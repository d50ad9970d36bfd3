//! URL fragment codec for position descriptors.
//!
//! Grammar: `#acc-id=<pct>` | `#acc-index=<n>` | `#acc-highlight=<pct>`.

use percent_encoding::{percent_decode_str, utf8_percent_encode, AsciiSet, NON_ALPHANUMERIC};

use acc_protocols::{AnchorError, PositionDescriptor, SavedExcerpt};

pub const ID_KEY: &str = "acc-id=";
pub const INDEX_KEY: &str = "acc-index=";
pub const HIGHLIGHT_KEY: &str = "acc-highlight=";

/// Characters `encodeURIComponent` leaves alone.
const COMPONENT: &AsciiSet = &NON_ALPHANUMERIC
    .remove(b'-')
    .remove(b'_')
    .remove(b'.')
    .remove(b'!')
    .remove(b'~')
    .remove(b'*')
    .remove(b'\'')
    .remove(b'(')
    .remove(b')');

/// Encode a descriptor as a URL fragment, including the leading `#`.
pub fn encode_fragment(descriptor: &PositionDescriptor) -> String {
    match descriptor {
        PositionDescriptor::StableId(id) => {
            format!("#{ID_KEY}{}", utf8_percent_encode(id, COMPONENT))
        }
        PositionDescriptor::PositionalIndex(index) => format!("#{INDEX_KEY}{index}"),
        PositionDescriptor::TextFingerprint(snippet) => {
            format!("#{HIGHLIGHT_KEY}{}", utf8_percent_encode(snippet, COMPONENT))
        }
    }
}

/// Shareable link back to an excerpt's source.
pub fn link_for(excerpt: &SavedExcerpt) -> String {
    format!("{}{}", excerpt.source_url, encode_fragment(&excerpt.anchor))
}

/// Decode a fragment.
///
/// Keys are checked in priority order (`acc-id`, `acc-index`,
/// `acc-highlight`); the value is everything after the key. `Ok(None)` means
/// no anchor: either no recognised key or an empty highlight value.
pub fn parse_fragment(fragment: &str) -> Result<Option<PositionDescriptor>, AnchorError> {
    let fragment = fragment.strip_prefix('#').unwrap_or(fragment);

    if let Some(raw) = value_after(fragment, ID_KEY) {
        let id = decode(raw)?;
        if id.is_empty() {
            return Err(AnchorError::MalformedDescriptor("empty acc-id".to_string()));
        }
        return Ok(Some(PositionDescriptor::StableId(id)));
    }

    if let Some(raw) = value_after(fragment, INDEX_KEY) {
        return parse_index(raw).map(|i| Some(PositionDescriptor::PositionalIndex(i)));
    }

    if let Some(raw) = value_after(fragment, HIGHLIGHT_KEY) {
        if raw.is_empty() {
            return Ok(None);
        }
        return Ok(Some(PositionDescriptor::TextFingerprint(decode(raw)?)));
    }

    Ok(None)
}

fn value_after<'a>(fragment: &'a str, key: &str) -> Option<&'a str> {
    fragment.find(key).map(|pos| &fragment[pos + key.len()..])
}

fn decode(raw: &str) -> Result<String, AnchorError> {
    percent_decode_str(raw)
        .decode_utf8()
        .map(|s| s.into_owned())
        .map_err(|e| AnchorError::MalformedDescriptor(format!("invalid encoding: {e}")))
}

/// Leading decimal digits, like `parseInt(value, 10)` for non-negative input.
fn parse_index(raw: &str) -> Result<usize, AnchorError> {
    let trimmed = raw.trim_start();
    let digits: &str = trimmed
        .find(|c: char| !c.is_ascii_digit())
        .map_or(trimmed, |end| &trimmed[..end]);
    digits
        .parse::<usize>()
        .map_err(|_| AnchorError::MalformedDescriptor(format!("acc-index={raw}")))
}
# # #
EXERCISE BRIEF: Quote, with nothing altered, all lines from the start of the entries to the line that carries "pub const INDEX_KEY: &str", inclusive.

SOLUTION TO THIS EXERCISE:
repository d50ad9970d36bfd3
//! URL fragment codec for position descriptors.
//!
//! Grammar: `#acc-id=<pct>` | `#acc-index=<n>` | `#acc-highlight=<pct>`.

use percent_encoding::{percent_decode_str, utf8_percent_encode, AsciiSet, NON_ALPHANUMERIC};

use acc_protocols::{AnchorError, PositionDescriptor, SavedExcerpt};

pub const ID_KEY: &str = "acc-id=";
pub const INDEX_KEY: &str = "acc-index=";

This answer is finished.